Passageiros Enfrentam Desafios na Mobilidade
No segundo dia da greve dos rodoviários, os passageiros de São Luís enfrentam sérios transtornos. Mesmo com uma liminar do Tribunal Regional do Trabalho (TRT) que determina a circulação de 80% da frota, as ruas da Grande São Luís estão praticamente desertas, sem ônibus disponíveis para a população. Essa situação impacta diretamente cerca de 700 mil pessoas que dependem do transporte público para suas atividades diárias, obrigando muitos a buscarem alternativas para se locomover.
A crise no sistema de transporte público de São Luís não é uma novidade. O Sindicato dos Rodoviários já registrou pelo menos sete paralisações gerais nos últimos anos, sinalizando os desafios que o setor enfrenta. Recentemente, a greve dos funcionários da empresa Expresso Rede França, anteriormente chamada 1001, teve origem no atraso no pagamento de salários e benefícios, acentuando as dificuldades já existentes.
A Luta por Reajuste Salarial e Melhorias
Atualmente, a greve geral dos rodoviários traz à tona questões relacionadas ao reajuste salarial previsto para 2026, com a categoria reivindicando um aumento de 12%. Apesar das tentativas de mediação judicial, as partes ainda não chegaram a um consenso. O Tribunal Regional do Trabalho já fez um alerta sobre a possibilidade de imposição de multas diárias e bloqueio de recursos se a decisão não for cumprida.

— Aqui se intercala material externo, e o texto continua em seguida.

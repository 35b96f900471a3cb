//! Execution context shared by every stage of one evaluation.

use std::cell::RefCell;
use std::path::PathBuf;
use std::rc::Rc;

use crate::settings::Settings;

/// Execution context providing configuration for recipe evaluation.
#[derive(Debug, Clone)]
pub struct Context {
    /// Directory holding the recipe's manifest, patches and test package
    pub recipe_dir: PathBuf,
    /// Root under which source, build and package folders are laid out
    pub workspace: PathBuf,
    /// Settings of the machine running the build
    pub build_settings: Settings,
    /// Number of parallel jobs for builds
    pub nproc: usize,
    /// If true, log commands and file operations without executing them
    pub dry_run: bool,
    /// If true, print commands as they execute
    pub verbose: bool,
    history: Rc<RefCell<Vec<String>>>,
}

impl Default for Context {
    fn default() -> Self {
        Self {
            recipe_dir: PathBuf::from("."),
            workspace: std::env::temp_dir().join("log4cxx-recipe"),
            build_settings: Settings::detect(),
            nproc: num_cpus::get(),
            dry_run: false,
            verbose: false,
            history: Rc::new(RefCell::new(Vec::new())),
        }
    }
}

impl Context {
    /// Create a new context for the recipe in `recipe_dir`.
    pub fn new(recipe_dir: impl Into<PathBuf>) -> Self {
        Self {
            recipe_dir: recipe_dir.into(),
            ..Default::default()
        }
    }

    /// Set the workspace directory.
    pub fn workspace(mut self, dir: impl Into<PathBuf>) -> Self {
        self.workspace = dir.into();
        self
    }

    /// Set the settings of the build machine.
    pub fn build_settings(mut self, settings: Settings) -> Self {
        self.build_settings = settings;
        self
    }

    /// Set dry run mode.
    pub fn dry_run(mut self, dry_run: bool) -> Self {
        self.dry_run = dry_run;
        self
    }

    /// Set verbose mode.
    pub fn verbose(mut self, verbose: bool) -> Self {
        self.verbose = verbose;
        self
    }

    /// Record an external command or file operation.
    pub(crate) fn record(&self, entry: String) {
        self.history.borrow_mut().push(entry);
    }

    /// Commands and file operations issued so far, in order.
    ///
    /// Clones of a context share one history.
    pub fn history(&self) -> Vec<String> {
        self.history.borrow().clone()
    }
}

Os rodoviários argumentam que as condições de trabalho são bastante desafiadoras, enquanto os empresários destacam que o congelamento das tarifas desde 2023 tem aumentado a pressão sobre os custos operacionais do sistema. A Prefeitura de São Luís, por sua vez, assegura que está cumprindo com os repasses de subsídios às empresas, conforme estabelecido em contrato. No entanto, a Agência Estadual de Mobilidade Urbana e Serviços Públicos (MOB) solicita maior transparência relacionada aos custos do sistema.
Sem Acordo e Novas Audiências
A audiência de mediação entre o Sindicato dos Rodoviários do Maranhão e o Sindicato das Empresas de Transporte terminou sem acordo, prolongando a greve para o terceiro dia consecutivo. Com cerca de 700 mil passageiros afetados, a paralisação deverá prosseguir até que uma nova proposta seja apresentada. Uma nova audiência está agendada para a próxima terça-feira na sede do Tribunal Regional do Trabalho.
As reivindicações dos rodoviários incluem um reajuste salarial de 15%, um tíquete-alimentação no valor de R$ 1.500 e a inclusão de mais um dependente no plano de saúde. Durante as negociações, foi sugerida uma contraproposta de 12% de reajuste, com os empresários se comprometendo a avaliar a viabilidade desta proposta. Enquanto isso, a população da capital maranhense continua a enfrentar dificuldades e despesas extras para se deslocar, sem previsões claras para o retorno dos serviços de ônibus.